|2 May 2004 @ 23:08, by Raymond Powers|
Comment from Transform: the campaign for effective drug policy
1 Address the real issues For too long policy makers have used prohibition as a smoke screen to avoid addressing the social and economic factors that lead people to use drugs. Most illegal and legal drug use is recreational. Poverty and despair are at the root of most problematic drug use and it is only by addressing these underlying causes that we can hope to significantly decrease the number of problematic users.

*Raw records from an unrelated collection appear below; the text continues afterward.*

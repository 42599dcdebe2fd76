use super::evaluator::Phase;
use crate::crd::common::{Condition, ConditionStatus, ConditionType};

pub const REASON_SYNCED: &str = "Synced";
pub const REASON_PENDING: &str = "Pending";
pub const REASON_RESOLVED: &str = "Resolved";
pub const REASON_UNRESOLVED: &str = "Unresolved";
pub const REASON_TERMINAL: &str = "TerminalError";
pub const REASON_RECOVERABLE: &str = "RecoverableError";

/// A condition without a transition time; the status reducer stamps it.
pub fn condition(
    type_: ConditionType,
    status: ConditionStatus,
    reason: &str,
    message: impl Into<String>,
) -> Condition {
    Condition {
        type_,
        status,
        reason: Some(reason.to_string()),
        message: Some(message.into()),
        last_transition_time: None,
    }
}

/// `ACK.ResourceSynced` for the phase a reconcile pass ended in.
pub fn synced_for_phase(phase: Phase, detail: Option<&str>) -> Condition {
    let (status, reason, message) = match phase {
        Phase::Synced => (
            ConditionStatus::True,
            REASON_SYNCED,
            "Resource synced successfully",
        ),
        Phase::Creating => (
            ConditionStatus::False,
            REASON_PENDING,
            "Resource created; waiting for it to converge",
        ),
        Phase::Updating => (
            ConditionStatus::False,
            REASON_PENDING,
            "Applying changes",
        ),
        Phase::Settling => (
            ConditionStatus::False,
            REASON_PENDING,
            "Waiting for AWS to finish a pending operation",
        ),
        Phase::Observing => (
            ConditionStatus::False,
            REASON_PENDING,
            "Waiting for dependencies",
        ),
        Phase::Terminal => (
            ConditionStatus::False,
            REASON_TERMINAL,
            "Resource is in a terminal state",
        ),
        Phase::Deleting => (
            ConditionStatus::False,
            REASON_PENDING,
            "Resource is being deleted",
        ),
    };
    condition(
        ConditionType::ResourceSynced,
        status,
        reason,
        detail.unwrap_or(message),
    )
}

pub fn terminal(message: &str) -> Condition {
    condition(
        ConditionType::Terminal,
        ConditionStatus::True,
        REASON_TERMINAL,
        message,
    )
}

pub fn recoverable(message: &str) -> Condition {
    condition(
        ConditionType::Recoverable,
        ConditionStatus::True,
        REASON_RECOVERABLE,
        message,
    )
}

pub fn references_resolved(ok: bool, message: &str) -> Condition {
    condition(
        ConditionType::ReferencesResolved,
        ok.into(),
        if ok { REASON_RESOLVED } else { REASON_UNRESOLVED },
        message,
    )
}

#[cfg(test)]
mod tests {
    use super::*;

    #[test]
    fn only_synced_phase_reports_true() {
        for phase in [
            Phase::Observing,
            Phase::Creating,
            Phase::Updating,
            Phase::Settling,
            Phase::Terminal,
            Phase::Deleting,
        ] {
            let c = synced_for_phase(phase, None);
            assert_eq!(c.status, ConditionStatus::False, "{phase:?}");
        }
        let c = synced_for_phase(Phase::Synced, None);
        assert_eq!(c.type_, ConditionType::ResourceSynced);
        assert_eq!(c.status, ConditionStatus::True);
    }

    #[test]
    fn detail_overrides_the_default_message() {
        let c = synced_for_phase(Phase::Settling, Some("Function is Pending"));
        assert_eq!(c.message.as_deref(), Some("Function is Pending"));
    }
}
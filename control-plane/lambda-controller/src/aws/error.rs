/// Coarse classification of a Lambda API failure.
#[derive(Clone, Copy, Debug, PartialEq, Eq)]
pub enum AwsErrorKind {
    /// `ResourceNotFoundException`
    NotFound,
    /// `ResourceConflictException`, `PreconditionFailedException`
    Conflict,
    /// `InvalidParameterValueException`, `ValidationException`, ...
    Validation,
    /// `TooManyRequestsException`, `ThrottlingException`
    Throttling,
    /// `ResourceInUseException`
    InUse,
    /// `ServiceException`, dispatch failures, timeouts
    Service,
    Other,
}

#[derive(Clone, Debug, PartialEq, Eq, thiserror::Error)]
#[error("{code}: {message}")]
pub struct AwsError {
    pub kind: AwsErrorKind,
    /// The AWS error code, e.g. `ResourceNotFoundException`.
    pub code: String,
    pub message: String,
}

impl AwsError {
    pub fn new(code: &str, message: impl Into<String>) -> Self {
        Self {
            kind: kind_for_code(code),
            code: code.to_string(),
            message: message.into(),
        }
    }

    pub fn not_found(message: impl Into<String>) -> Self {
        Self::new("ResourceNotFoundException", message)
    }

    pub fn conflict(message: impl Into<String>) -> Self {
        Self::new("ResourceConflictException", message)
    }

    pub fn precondition_failed(message: impl Into<String>) -> Self {
        Self::new("PreconditionFailedException", message)
    }

    pub fn invalid_parameter(message: impl Into<String>) -> Self {
        Self::new("InvalidParameterValueException", message)
    }

    pub fn throttled(message: impl Into<String>) -> Self {
        Self::new("TooManyRequestsException", message)
    }

    pub fn in_use(message: impl Into<String>) -> Self {
        Self::new("ResourceInUseException", message)
    }

    pub fn service(message: impl Into<String>) -> Self {
        Self::new("ServiceException", message)
    }

    pub fn is_not_found(&self) -> bool {
        self.kind == AwsErrorKind::NotFound
    }

    /// Worth retrying in place with backoff.
    pub fn is_retryable(&self) -> bool {
        matches!(
            self.kind,
            AwsErrorKind::Throttling | AwsErrorKind::Service | AwsErrorKind::InUse
        )
    }
}

pub fn kind_for_code(code: &str) -> AwsErrorKind {
    match code {
        "ResourceNotFoundException"
        | "NotFoundException"
        | "ProvisionedConcurrencyConfigNotFoundException" => {
            AwsErrorKind::NotFound
        }
        "ResourceConflictException" | "PreconditionFailedException" => {
            AwsErrorKind::Conflict
        }
        "InvalidParameterValueException"
        | "InvalidRequestContentException"
        | "ValidationException"
        | "CodeVerificationFailedException"
        | "InvalidCodeSignatureException"
        | "CodeSigningConfigNotFoundException"
        | "PolicyLengthExceededException"
        | "CodeStorageExceededException" => AwsErrorKind::Validation,
        "TooManyRequestsException" | "ThrottlingException" => {
            AwsErrorKind::Throttling
        }
        "ResourceInUseException" | "ResourceNotReadyException" => {
            AwsErrorKind::InUse
        }
        "ServiceException"
        | "EC2ThrottledException"
        | "ENILimitReachedException"
        | "DispatchFailure"
        | "TimeoutError" => AwsErrorKind::Service,
        _ => AwsErrorKind::Other,
    }
}

pub trait AwsResultExt<T> {
    /// Map `ResourceNotFoundException` to `Ok(None)`.
    fn found(self) -> Result<Option<T>, AwsError>;
    /// Treat `ResourceNotFoundException` as success; used by deletes.
    fn ignore_not_found(self) -> Result<(), AwsError>;
}

impl<T> AwsResultExt<T> for Result<T, AwsError> {
    fn found(self) -> Result<Option<T>, AwsError> {
        match self {
            Ok(v) => Ok(Some(v)),
            Err(e) if e.is_not_found() => Ok(None),
            Err(e) => Err(e),
        }
    }

    fn ignore_not_found(self) -> Result<(), AwsError> {
        match self {
            Ok(_) => Ok(()),
            Err(e) if e.is_not_found() => Ok(()),
            Err(e) => Err(e),
        }
    }
}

2 Eliminate the criminal market place The market for drugs is demand-led and millions of people demand illegal drugs. Making the production, supply and use of some drugs illegal creates a vacuum into which organised crime moves. The profits are worth billions of pounds. Legalisation forces organised crime from the drugs trade, starves them of income and enables us to regulate and control the market (i.e. prescription, licensing, laws on sales to minors, advertising regulations etc.)
3 Massively reduce crime The price of illegal drugs is determined by a demand-led, unregulated market. Using illegal drugs is very expensive. This means that some dependent users resort to stealing to raise funds (accounting for 50% of UK property crime - estimated at £2 billion a year). Most of the violence associated with illegal drug dealing is caused by its illegality
Legalisation would enable us to regulate the market, determine a much lower price and remove users need to raise funds through crime. Our legal system would be freed up and our prison population dramatically reduced, saving billions. Because of the low price, cigarette smokers do not have to steal to support their habits. There is also no violence associated with the legal tobacco market.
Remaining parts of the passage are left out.